Sedento de aprendizagem, progrido pelos caminhos da vida numa busca incessante de espíritos sábios em corpos docentes. (sharkinho at gmail ponto com)

CHARQUINHO

Sedento de aprendizagem, progrido pelos caminhos da vida numa busca incessante de espíritos sábios em corpos docentes. (sharkinho at gmail ponto com)

02
Mar06

ARRITMIA

shark
liverdade.JPGFoto: sharkinho
Galopava esbaforido no interior do estábulo improvisado que lhe sufocava a alma selvagem de puro-sangue. Ninguém conseguia acalmar aquela correria desenfreada, aquela ânsia descontrolada que o movia, pancadas secas de cascos nas paredes que o cercavam e assim marcavam o ritmo da sua vontade de escapar para a liberdade que a planície lhe prometia, lá fora, onde vivia uma parte de si.

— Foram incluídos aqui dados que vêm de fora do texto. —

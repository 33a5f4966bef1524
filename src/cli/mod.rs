//! Command-line interface.
//!
//! Parses arguments, probes the OCR engine, opens the document, runs the
//! scheduler, and hands the finished script to the selected saver.

use std::fs::File;
use std::io::{BufWriter, Write};
use std::path::PathBuf;

use anyhow::{bail, Context, Result};
use clap::{ArgGroup, Parser, ValueEnum};
use tracing::{info, warn};

use crate::config::{RunConfig, Workspace};
use crate::djvu::{DjvuDocument, DocumentSource, RenderLayers};
use crate::engine::{self, OcrEngine};
use crate::pages::{self, PageId};
use crate::pipeline::OcrPipeline;
use crate::scheduler;
use crate::script::Saver;
use crate::zones::{TextDetails, WordSegmentation};

#[derive(Debug, Clone, Copy, ValueEnum)]
enum RenderArg {
    /// Bitonal stencil only (fastest, usually best for OCR).
    Mask,
    /// Foreground layer.
    Foreground,
    /// All layers.
    All,
}

impl From<RenderArg> for RenderLayers {
    fn from(arg: RenderArg) -> Self {
        match arg {
            RenderArg::Mask => RenderLayers::Mask,
            RenderArg::Foreground => RenderLayers::Foreground,
            RenderArg::All => RenderLayers::Color,
        }
    }
}

#[derive(Debug, Clone, Copy, ValueEnum)]
enum DetailsArg {
    Lines,
    Words,
    Chars,
}

impl From<DetailsArg> for TextDetails {
    fn from(arg: DetailsArg) -> Self {
        match arg {
            DetailsArg::Lines => TextDetails::Lines,
            DetailsArg::Words => TextDetails::Words,
            DetailsArg::Chars => TextDetails::Chars,
        }
    }
}

#[derive(Debug, Clone, Copy, ValueEnum)]
enum SegmentationArg {
    /// Split words on whitespace.
    Simple,
    /// Unicode word boundaries (UAX #29).
    Uax29,
}

impl From<SegmentationArg> for WordSegmentation {
    fn from(arg: SegmentationArg) -> Self {
        match arg {
            SegmentationArg::Simple => WordSegmentation::Simple,
            SegmentationArg::Uax29 => WordSegmentation::Uax29,
        }
    }
}

/// OCR a DjVu document and store the recognized text as its hidden text
/// layer.
#[derive(Debug, Parser)]
#[command(name = "djvuocr", version, about)]
#[command(group = ArgGroup::new("output").multiple(false))]
pub struct Cli {
    /// DjVu document to process.
    #[arg(value_name = "FILE", required_unless_present_any = ["list_engines", "list_languages"])]
    file: Option<PathBuf>,

    /// Save the result as a new bundled document.
    #[arg(short = 'o', long, value_name = "FILE", group = "output")]
    save_bundled: Option<PathBuf>,

    /// Save the result as a new indirect document with this index file.
    #[arg(short = 'i', long, value_name = "FILE", group = "output")]
    save_indirect: Option<PathBuf>,

    /// Save only the djvused edit script, leaving the document untouched.
    #[arg(long, value_name = "FILE", group = "output")]
    save_script: Option<PathBuf>,

    /// Modify the original document in place.
    #[arg(long, group = "output")]
    in_place: bool,

    /// Run OCR but do not modify anything.
    #[arg(long, group = "output")]
    dry_run: bool,

    /// OCR engine to use.
    #[arg(long, value_name = "NAME", default_value = engine::DEFAULT_ENGINE)]
    engine: String,

    /// Print available OCR engines and exit.
    #[arg(long)]
    list_engines: bool,

    /// Recognition language, in the engine's own naming.
    #[arg(short = 'l', long, value_name = "LANG")]
    language: Option<String>,

    /// Print languages available to the selected engine and exit.
    #[arg(long)]
    list_languages: bool,

    /// Remove all existing hidden text before adding new text.
    #[arg(long)]
    clear_text: bool,

    /// Document layers to render for recognition.
    #[arg(long, value_enum, value_name = "LAYERS", default_value = "mask")]
    render: RenderArg,

    /// Pages to process, e.g. `1-9,17`. All pages when omitted.
    #[arg(short = 'p', long, value_name = "RANGE")]
    pages: Option<String>,

    /// Granularity of recognized text zones.
    #[arg(short = 't', long, value_enum, value_name = "KIND", default_value = "words")]
    details: DetailsArg,

    /// Word segmentation, used when the engine gives none.
    #[arg(long, value_enum, value_name = "POLICY", default_value = "simple")]
    word_segmentation: SegmentationArg,

    /// Number of concurrent page workers; `-j` alone uses all CPUs.
    #[arg(
        short = 'j',
        long,
        value_name = "N",
        default_value = "1",
        default_missing_value = "auto",
        num_args = 0..=1
    )]
    jobs: String,

    /// Keep all intermediate files for inspection.
    #[arg(short = 'D', long)]
    debug: bool,

    /// More verbose logging.
    #[arg(short = 'v', long)]
    verbose: bool,
}

/// Peek at the raw arguments before parsing, so logging can be configured
/// first.
pub fn is_verbose() -> bool {
    std::env::args().any(|a| a == "-v" || a == "--verbose")
}

fn parse_jobs(spec: &str) -> Result<usize> {
    if spec == "auto" {
        return Ok(std::thread::available_parallelism()
            .map(|n| n.get())
            .unwrap_or(1));
    }
    let n: usize = spec
        .parse()
        .with_context(|| format!("invalid job count: {spec:?}"))?;
    if n == 0 {
        bail!("job count must be at least 1");
    }
    Ok(n)
}

impl Cli {
    fn saver(&self) -> Result<Saver> {
        if let Some(path) = &self.save_bundled {
            Ok(Saver::Bundled(path.clone()))
        } else if let Some(path) = &self.save_indirect {
            Ok(Saver::Indirect(path.clone()))
        } else if let Some(path) = &self.save_script {
            Ok(Saver::Script(path.clone()))
        } else if self.in_place {
            Ok(Saver::InPlace)
        } else if self.dry_run {
            Ok(Saver::DryRun)
        } else {
            bail!(
                "no output specified; use one of --save-bundled, --save-indirect, \
                 --save-script, --in-place, --dry-run"
            );
        }
    }

    /// Resolve the requested pages against the document, sorted and
    /// deduplicated.
    fn resolve_pages(&self, document: &dyn DocumentSource) -> Result<Vec<PageId>> {
        let mut pages = match &self.pages {
            Some(spec) => pages::parse_page_numbers(spec)?,
            None => (1..=document.page_count() as PageId).collect(),
        };
        pages.sort_unstable();
        pages.dedup();
        if let Some(&last) = pages.last() {
            if last as usize > document.page_count() {
                bail!(
                    "page {last} is out of range (document has {} pages)",
                    document.page_count()
                );
            }
        }
        Ok(pages)
    }
}

pub fn run() -> Result<()> {
    let cli = Cli::parse();

    if cli.list_engines {
        for name in engine::ENGINE_NAMES {
            match engine::create(name) {
                Ok(_) => println!("{name}"),
                Err(e) => warn!("{name}: {e}"),
            }
        }
        return Ok(());
    }

    let ocr: Box<dyn OcrEngine> = engine::create(&cli.engine)?;

    if cli.list_languages {
        for language in ocr.list_languages()? {
            println!("{language}");
        }
        return Ok(());
    }

    let saver = cli.saver()?;
    let file = cli
        .file
        .as_deref()
        .context("no input document specified")?;

    let language = cli
        .language
        .clone()
        .unwrap_or_else(|| ocr.default_language());
    ocr.check_language(&language)?;

    let document =
        DjvuDocument::open(file).with_context(|| format!("cannot open {}", file.display()))?;
    let pages = cli.resolve_pages(&document)?;
    let page_ids: Vec<(PageId, String)> = pages
        .iter()
        .map(|&p| Ok((p, document.page_file_id(p)?)))
        .collect::<Result<_>>()?;

    let config = RunConfig {
        language,
        details: cli.details.into(),
        segmentation: cli.word_segmentation.into(),
        render_layers: cli.render.into(),
        workers: parse_jobs(&cli.jobs)?,
        clear_text: cli.clear_text,
        debug: cli.debug,
    };
    info!(
        document = %file.display(),
        engine = ocr.name(),
        language = %config.language,
        pages = pages.len(),
        jobs = config.workers,
        "starting OCR"
    );

    let mut workspace = Workspace::new().context("cannot create working directory")?;
    let script_path = workspace.script_path();

    let run_result = (|| -> Result<()> {
        let mut script = BufWriter::new(
            File::create(&script_path)
                .with_context(|| format!("cannot create {}", script_path.display()))?,
        );
        let pipeline = OcrPipeline {
            document: &document,
            engine: ocr.as_ref(),
            config: &config,
            workspace: &workspace,
        };
        scheduler::run(
            &pipeline,
            &page_ids,
            config.workers,
            config.clear_text,
            &mut script,
        )?;
        script.flush()?;
        Ok(())
    })();

    match run_result {
        Ok(()) => {
            saver.apply(file, &script_path)?;
            if config.debug {
                let kept = workspace.retain();
                info!("intermediate files were left in {}", kept.display());
            }
            Ok(())
        }
        Err(e) => {
            let kept = workspace.retain();
            info!("intermediate files were left in {}", kept.display());
            Err(e)
        }
    }
}
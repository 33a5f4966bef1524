//! Interface to the DjVu document decoder.
//!
//! The decoder itself is external (DjVuLibre); this module defines the
//! trait boundary the page pipeline works against, so the scheduler and
//! pipeline can be exercised with test doubles.

mod decode;

pub use decode::DjvuDocument;

use std::io;

use thiserror::Error;

use crate::ipc::IpcError;
use crate::pages::PageId;

/// Errors from decoding or rendering a page.
#[derive(Debug, Error)]
pub enum DecodeError {
    /// The page has no layer suitable for the requested rendering.
    /// Downstream treats the page as textless rather than failing the run.
    #[error("no image suitable for OCR")]
    NotAvailable,

    #[error("page {0} is out of range")]
    PageOutOfRange(PageId),

    #[error("cannot parse {tool} output: {detail}")]
    MalformedOutput { tool: String, detail: String },

    #[error(transparent)]
    Ipc(#[from] IpcError),

    #[error(transparent)]
    Io(#[from] io::Error),
}

/// Page rotation, in counterclockwise quarter turns.
#[derive(Debug, Clone, Copy, PartialEq, Eq, Default)]
pub enum Rotation {
    #[default]
    R0,
    R90,
    R180,
    R270,
}

impl Rotation {
    /// Rotation from a quarter-turn count (any integer, taken mod 4).
    pub fn from_quarter_turns(turns: u32) -> Self {
        match turns % 4 {
            0 => Rotation::R0,
            1 => Rotation::R90,
            2 => Rotation::R180,
            _ => Rotation::R270,
        }
    }

    /// Whether this rotation swaps width and height.
    pub fn swaps_axes(self) -> bool {
        matches!(self, Rotation::R90 | Rotation::R270)
    }
}

/// Which document layers to render for OCR.
#[derive(Debug, Clone, Copy, PartialEq, Eq)]
pub enum RenderLayers {
    /// Bitonal stencil only. Renders to 1-bit images.
    Mask,
    /// Foreground layer. Renders to 24-bit RGB.
    Foreground,
    /// All layers. Renders to 24-bit RGB.
    Color,
}

impl RenderLayers {
    pub fn pixel_layout(self) -> PixelLayout {
        match self {
            RenderLayers::Mask => PixelLayout::PackedBits,
            RenderLayers::Foreground | RenderLayers::Color => PixelLayout::Rgb24,
        }
    }
}

/// Raw pixel layout produced by the renderer.
#[derive(Debug, Clone, Copy, PartialEq, Eq)]
pub enum PixelLayout {
    /// 1 bit per pixel, MSB first, 1 = black.
    PackedBits,
    /// 8-bit RGB triplets.
    Rgb24,
}

impl PixelLayout {
    pub fn bits_per_pixel(self) -> u16 {
        match self {
            PixelLayout::PackedBits => 1,
            PixelLayout::Rgb24 => 24,
        }
    }

    /// Unpadded bytes per row for a given pixel width.
    pub fn row_bytes(self, width: u32) -> usize {
        match self {
            PixelLayout::PackedBits => (width as usize + 7) / 8,
            PixelLayout::Rgb24 => width as usize * 3,
        }
    }
}

/// Vertical order of rows in rendered pixel data.
#[derive(Debug, Clone, Copy, PartialEq, Eq)]
pub enum RowOrder {
    /// First row is the top of the page (PNM convention).
    TopDown,
    /// First row is the bottom of the page (BMP convention).
    BottomUp,
}

/// An ordered multi-page document open for decoding.
pub trait DocumentSource: Send + Sync {
    /// Number of pages in the document.
    fn page_count(&self) -> usize;

    /// Component file identifier for a page, as used by the edit script's
    /// `select` directive.
    fn page_file_id(&self, page: PageId) -> Result<String, DecodeError>;

    /// Decode one page, blocking until its geometry is known.
    fn decode_page(&self, page: PageId) -> Result<Box<dyn PageJob>, DecodeError>;
}

/// A decoded page ready for rendering. Owned by one page pipeline; never
/// shared across pages.
pub trait PageJob: Send {
    /// Page size in pixels, after rotation.
    fn size(&self) -> (u32, u32);

    /// Page resolution in dots per inch.
    fn dpi(&self) -> u32;

    /// Initial page rotation.
    fn rotation(&self) -> Rotation;

    /// Render the page into raw pixel rows.
    ///
    /// `row_alignment` pads each row to a multiple of that many bytes.
    /// Returns [`DecodeError::NotAvailable`] when the page has no layer
    /// suitable for the requested rendering.
    fn render(
        &self,
        layers: RenderLayers,
        layout: PixelLayout,
        order: RowOrder,
        row_alignment: usize,
    ) -> Result<Vec<u8>, DecodeError>;
}
//! djvused edit-script emission and output targets.
//!
//! The run's whole product is a djvused script: one `select`/`set-txt`
//! record per page, each body terminated by a lone `.` line. The script
//! is written incrementally by the assembler and applied (or copied) by a
//! [`Saver`] once the run succeeds.

use std::fs;
use std::io::{self, Write};
use std::path::{Path, PathBuf};
use std::process::Command;

use thiserror::Error;
use tracing::info;

use crate::ipc::{self, IpcError};
use crate::zones::Zone;

#[derive(Debug, Error)]
pub enum SaveError {
    #[error(transparent)]
    Ipc(#[from] IpcError),

    #[error(transparent)]
    Io(#[from] io::Error),
}

/// Quote a component file id for a `select` line. djvused single-quoted
/// strings escape only backslash and the quote itself.
fn quote_file_id(file_id: &str) -> String {
    let mut quoted = String::with_capacity(file_id.len() + 2);
    quoted.push('\'');
    for c in file_id.chars() {
        match c {
            '\\' => quoted.push_str("\\\\"),
            '\'' => quoted.push_str("\\'"),
            c => quoted.push(c),
        }
    }
    quoted.push('\'');
    quoted
}

/// Emit a directive stripping all existing hidden text from the document.
pub fn write_remove_text(out: &mut dyn Write) -> io::Result<()> {
    writeln!(out, "remove-txt")
}

/// Emit the `select`/`set-txt` preamble for one page.
pub fn write_page_header(out: &mut dyn Write, file_id: &str) -> io::Result<()> {
    writeln!(out, "select {}", quote_file_id(file_id))?;
    writeln!(out, "set-txt")
}

/// Emit a page's text body and the `.` terminator. `None` clears the
/// page's text.
pub fn write_page_body(out: &mut dyn Write, zone: Option<&Zone>) -> io::Result<()> {
    if let Some(zone) = zone {
        writeln!(out, "{zone}")?;
    }
    writeln!(out, ".")?;
    writeln!(out)
}

/// Where the finished script ends up.
#[derive(Debug, Clone)]
pub enum Saver {
    /// Copy the document to a new bundled file and apply the script to it.
    Bundled(PathBuf),
    /// Convert the document to indirect form at the given index file and
    /// apply the script to that.
    Indirect(PathBuf),
    /// Copy the raw script to the given path; the document is untouched.
    Script(PathBuf),
    /// Apply the script to the original document.
    InPlace,
    /// Run everything but change nothing.
    DryRun,
}

impl Saver {
    pub fn is_dry_run(&self) -> bool {
        matches!(self, Saver::DryRun)
    }

    /// Apply the finished script. `document` is the input document,
    /// `script` the assembled edit script.
    pub fn apply(&self, document: &Path, script: &Path) -> Result<(), SaveError> {
        match self {
            Saver::Bundled(target) => {
                fs::copy(document, target)?;
                apply_script(target, script)?;
                info!(target = %target.display(), "saved bundled document");
            }
            Saver::Indirect(index) => {
                let dir = index.parent().unwrap_or_else(|| Path::new("."));
                let name = index
                    .file_name()
                    .ok_or_else(|| io::Error::other("indirect target has no file name"))?;
                fs::create_dir_all(dir)?;
                let mut cmd = Command::new("djvmcvt");
                cmd.arg("-i").arg(document).arg(dir).arg(name);
                ipc::run_status(&mut cmd)?;
                apply_script(index, script)?;
                info!(target = %index.display(), "saved indirect document");
            }
            Saver::Script(target) => {
                fs::copy(script, target)?;
                info!(target = %target.display(), "saved edit script");
            }
            Saver::InPlace => {
                apply_script(document, script)?;
                info!(target = %document.display(), "updated document in place");
            }
            Saver::DryRun => {
                info!("dry run, discarding results");
            }
        }
        Ok(())
    }
}

fn apply_script(document: &Path, script: &Path) -> Result<(), IpcError> {
    let mut cmd = Command::new("djvused");
    cmd.arg(document).arg("-f").arg(script).arg("-s");
    ipc::run_status(&mut cmd)?;
    Ok(())
}
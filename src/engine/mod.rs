//! OCR engine abstraction.
//!
//! Engines are external programs invoked per page. Each engine declares the
//! image format it consumes, can list its installed language packs, and
//! turns its raw output into a text-zone tree.

mod cuneiform;
mod hocr;
mod tesseract;

pub use cuneiform::CuneiformEngine;
pub use tesseract::TesseractEngine;

use std::io;
use std::path::Path;

use thiserror::Error;

use crate::djvu::Rotation;
use crate::image::OutputFormat;
use crate::ipc::IpcError;
use crate::zones::{TextDetails, TextResult, WordSegmentation};

/// Errors from locating or running an OCR engine.
#[derive(Debug, Error)]
pub enum EngineError {
    #[error("OCR engine not available: {0}")]
    EngineNotFound(String),

    #[error("unknown OCR engine: {0}")]
    UnknownEngine(String),

    #[error("cannot determine list of available languages: {0}")]
    UnknownLanguageList(String),

    #[error("invalid language identifier: {0}")]
    InvalidLanguageId(String),

    #[error("language pack for {0} is not available")]
    MissingLanguagePack(String),

    #[error("malformed engine output: {0}")]
    MalformedOutput(String),

    #[error(transparent)]
    Ipc(#[from] IpcError),

    #[error(transparent)]
    Io(#[from] io::Error),
}

/// Raw per-page output of an engine run, kept around for debug dumps.
#[derive(Debug)]
pub struct RawOutput {
    /// File extension describing the payload (`html`, `txt`).
    pub format: &'static str,
    pub data: String,
}

/// Context needed to map engine output into document coordinates.
#[derive(Debug, Clone, Copy)]
pub struct ExtractContext {
    pub rotation: Rotation,
    pub details: TextDetails,
    pub segmentation: WordSegmentation,
    /// Rendered image size in pixels.
    pub page_size: (u32, u32),
}

/// An external OCR engine.
pub trait OcrEngine: Send + Sync {
    fn name(&self) -> &'static str;

    /// Image format this engine consumes.
    fn image_format(&self) -> OutputFormat;

    fn default_language(&self) -> String;

    /// Installed language packs.
    fn list_languages(&self) -> Result<Vec<String>, EngineError>;

    /// Check that a requested language can be used with this engine.
    fn check_language(&self, language: &str) -> Result<(), EngineError>;

    /// Run recognition on a rendered page image.
    fn recognize(
        &self,
        image: &Path,
        language: &str,
        details: TextDetails,
    ) -> Result<RawOutput, EngineError>;

    /// Parse raw engine output into a text-zone tree in document
    /// coordinates.
    fn extract_text(
        &self,
        raw: &RawOutput,
        ctx: &ExtractContext,
    ) -> Result<TextResult, EngineError>;
}

/// Names of all known engines, in preference order.
pub const ENGINE_NAMES: &[&str] = &["tesseract", "cuneiform"];

pub const DEFAULT_ENGINE: &str = "tesseract";

/// Instantiate an engine by name, probing that it is actually installed.
pub fn create(name: &str) -> Result<Box<dyn OcrEngine>, EngineError> {
    match name {
        "tesseract" => Ok(Box::new(TesseractEngine::probe()?)),
        "cuneiform" => Ok(Box::new(CuneiformEngine::probe()?)),
        other => Err(EngineError::UnknownEngine(other.to_string())),
    }
}

#[cfg(test)]
mod tests {
    use super::*;

    #[test]
    fn test_unknown_engine_name() {
        match create("abbyy") {
            Err(EngineError::UnknownEngine(name)) => assert_eq!(name, "abbyy"),
            other => panic!("expected UnknownEngine, got {:?}", other.map(|e| e.name())),
        }
    }

    #[test]
    fn test_default_engine_is_known() {
        assert!(ENGINE_NAMES.contains(&DEFAULT_ENGINE));
    }
}
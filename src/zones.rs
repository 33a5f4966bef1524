//! Text zones: recognized text with positional geometry.
//!
//! Zones form a tree (page > line > word > char) with bounding boxes in
//! document coordinates: origin at the bottom-left corner, y growing
//! upward. Engine output arrives in image coordinates (top-left origin)
//! and possibly rotated; this module maps it back and serializes the tree
//! into the edit-script body grammar.

use std::fmt;

use unicode_segmentation::UnicodeSegmentation;

use crate::djvu::Rotation;

/// Granularity of positional text zones requested from OCR.
#[derive(Debug, Clone, Copy, PartialEq, Eq)]
pub enum TextDetails {
    Lines,
    Words,
    Chars,
}

impl TextDetails {
    pub fn wants_words(self) -> bool {
        matches!(self, TextDetails::Words | TextDetails::Chars)
    }

    pub fn wants_chars(self) -> bool {
        matches!(self, TextDetails::Chars)
    }
}

/// Word segmentation policy applied when the engine's own segmentation is
/// insufficient.
#[derive(Debug, Clone, Copy, PartialEq, Eq)]
pub enum WordSegmentation {
    /// Split on whitespace.
    Simple,
    /// Unicode word boundaries (UAX #29).
    Uax29,
}

/// Axis-aligned bounding box, bottom-left origin, y up.
#[derive(Debug, Clone, Copy, PartialEq, Eq)]
pub struct BBox {
    pub x0: i32,
    pub y0: i32,
    pub x1: i32,
    pub y1: i32,
}

impl BBox {
    pub fn new(x0: i32, y0: i32, x1: i32, y1: i32) -> Self {
        Self { x0, y0, x1, y1 }
    }

    pub fn width(&self) -> i32 {
        self.x1 - self.x0
    }

    /// Flip a top-left-origin box (hOCR convention) into bottom-left origin
    /// given the image height.
    pub fn flip_vertical(top_down: BBox, image_height: u32) -> Self {
        let h = image_height as i32;
        Self {
            x0: top_down.x0,
            y0: h - top_down.y1,
            x1: top_down.x1,
            y1: h - top_down.y0,
        }
    }

    /// Map a box in rendered-image coordinates into document coordinates,
    /// undoing the page rotation. `image_size` is the rendered size.
    pub fn unrotate(self, rotation: Rotation, image_size: (u32, u32)) -> Self {
        let (iw, ih) = (image_size.0 as i32, image_size.1 as i32);
        match rotation {
            Rotation::R0 => self,
            Rotation::R90 => Self {
                x0: self.y0,
                y0: iw - self.x1,
                x1: self.y1,
                y1: iw - self.x0,
            },
            Rotation::R180 => Self {
                x0: iw - self.x1,
                y0: ih - self.y1,
                x1: iw - self.x0,
                y1: ih - self.y0,
            },
            Rotation::R270 => Self {
                x0: ih - self.y1,
                y0: self.x0,
                x1: ih - self.y0,
                y1: self.x1,
            },
        }
    }
}

/// Kind of a text zone, page-outward to char-inward.
#[derive(Debug, Clone, Copy, PartialEq, Eq)]
pub enum ZoneKind {
    Page,
    Column,
    Region,
    Para,
    Line,
    Word,
    Char,
}

impl ZoneKind {
    fn keyword(self) -> &'static str {
        match self {
            ZoneKind::Page => "page",
            ZoneKind::Column => "column",
            ZoneKind::Region => "region",
            ZoneKind::Para => "para",
            ZoneKind::Line => "line",
            ZoneKind::Word => "word",
            ZoneKind::Char => "char",
        }
    }
}

/// One node of the recognized-text tree. Leaves carry text; interior nodes
/// carry children.
#[derive(Debug, Clone)]
pub struct Zone {
    pub kind: ZoneKind,
    pub bbox: BBox,
    pub children: Vec<Zone>,
    pub text: Option<String>,
}

/// Recognized text for one page: a zone tree rooted at a page zone.
pub type TextResult = Zone;

impl Zone {
    pub fn branch(kind: ZoneKind, bbox: BBox, children: Vec<Zone>) -> Self {
        Self {
            kind,
            bbox,
            children,
            text: None,
        }
    }

    pub fn leaf(kind: ZoneKind, bbox: BBox, text: impl Into<String>) -> Self {
        Self {
            kind,
            bbox,
            children: Vec::new(),
            text: Some(text.into()),
        }
    }

    /// Map the whole tree from rendered-image coordinates into document
    /// coordinates.
    pub fn unrotate(&mut self, rotation: Rotation, image_size: (u32, u32)) {
        self.bbox = self.bbox.unrotate(rotation, image_size);
        for child in &mut self.children {
            child.unrotate(rotation, image_size);
        }
    }

    fn write_sexpr(&self, out: &mut String) {
        out.push('(');
        out.push_str(self.kind.keyword());
        let b = &self.bbox;
        out.push_str(&format!(" {} {} {} {}", b.x0, b.y0, b.x1, b.y1));
        if self.children.is_empty() {
            out.push(' ');
            write_sexpr_string(self.text.as_deref().unwrap_or(""), out);
        } else {
            for child in &self.children {
                out.push('\n');
                out.push(' ');
                child.write_sexpr(out);
            }
        }
        out.push(')');
    }
}

impl fmt::Display for Zone {
    fn fmt(&self, f: &mut fmt::Formatter<'_>) -> fmt::Result {
        let mut out = String::new();
        self.write_sexpr(&mut out);
        f.write_str(&out)
    }
}

/// Quote a string for the s-expression grammar: backslash and double quote
/// are backslash-escaped, control bytes become octal escapes.
fn write_sexpr_string(text: &str, out: &mut String) {
    out.push('"');
    for c in text.chars() {
        match c {
            '"' => out.push_str("\\\""),
            '\\' => out.push_str("\\\\"),
            c if (c as u32) < 0x20 => out.push_str(&format!("\\{:03o}", c as u32)),
            c => out.push(c),
        }
    }
    out.push('"');
}

/// Split a line of text into word zones, distributing the line box
/// horizontally in proportion to character position.
pub fn segment_words(text: &str, line_box: BBox, policy: WordSegmentation) -> Vec<Zone> {
    let spans: Vec<(usize, &str)> = match policy {
        WordSegmentation::Simple => simple_word_indices(text),
        WordSegmentation::Uax29 => text
            .split_word_bound_indices()
            .filter(|(_, s)| !s.trim().is_empty())
            .collect(),
    };
    let total_chars = text.chars().count().max(1);
    let char_offset = |byte: usize| text[..byte].chars().count();
    spans
        .into_iter()
        .map(|(start, word)| {
            let begin = char_offset(start);
            let end = begin + word.chars().count();
            let bbox = BBox {
                x0: line_box.x0 + line_box.width() * begin as i32 / total_chars as i32,
                y0: line_box.y0,
                x1: line_box.x0 + line_box.width() * end as i32 / total_chars as i32,
                y1: line_box.y1,
            };
            Zone::leaf(ZoneKind::Word, bbox, word)
        })
        .collect()
}

/// Split a word zone into per-grapheme char zones, interpolating the word
/// box evenly. Used when the engine provides no character geometry.
pub fn segment_chars(text: &str, word_box: BBox) -> Vec<Zone> {
    let graphemes: Vec<&str> = text.graphemes(true).collect();
    let count = graphemes.len().max(1) as i32;
    graphemes
        .iter()
        .enumerate()
        .map(|(i, g)| {
            let bbox = BBox {
                x0: word_box.x0 + word_box.width() * i as i32 / count,
                y0: word_box.y0,
                x1: word_box.x0 + word_box.width() * (i as i32 + 1) / count,
                y1: word_box.y1,
            };
            Zone::leaf(ZoneKind::Char, bbox, *g)
        })
        .collect()
}

fn simple_word_indices(text: &str) -> Vec<(usize, &str)> {
    let mut out = Vec::new();
    let mut start: Option<usize> = None;
    for (i, c) in text.char_indices() {
        if c.is_whitespace() {
            if let Some(s) = start.take() {
                out.push((s, &text[s..i]));
            }
        } else if start.is_none() {
            start = Some(i);
        }
    }
    if let Some(s) = start {
        out.push((s, &text[s..]));
    }
    out
}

O sol forçava a entrada em todas as aberturas, por quão minúsculas, daquele espaço tornado sombrio pela angústia do cativeiro. O sol espicaçava-o e acelerava-lhe a pulsação, roubava-lhe a razão porque o ensandecia com pequenas cócegas de luz. Amostras do céu que o esperava no exterior. E o vento colaborava na agitação, transportava o som da ondulação na costa costeira, perto dali.
Reuniu as forças que lhe restavam. E depois rebentou o portão e saiu.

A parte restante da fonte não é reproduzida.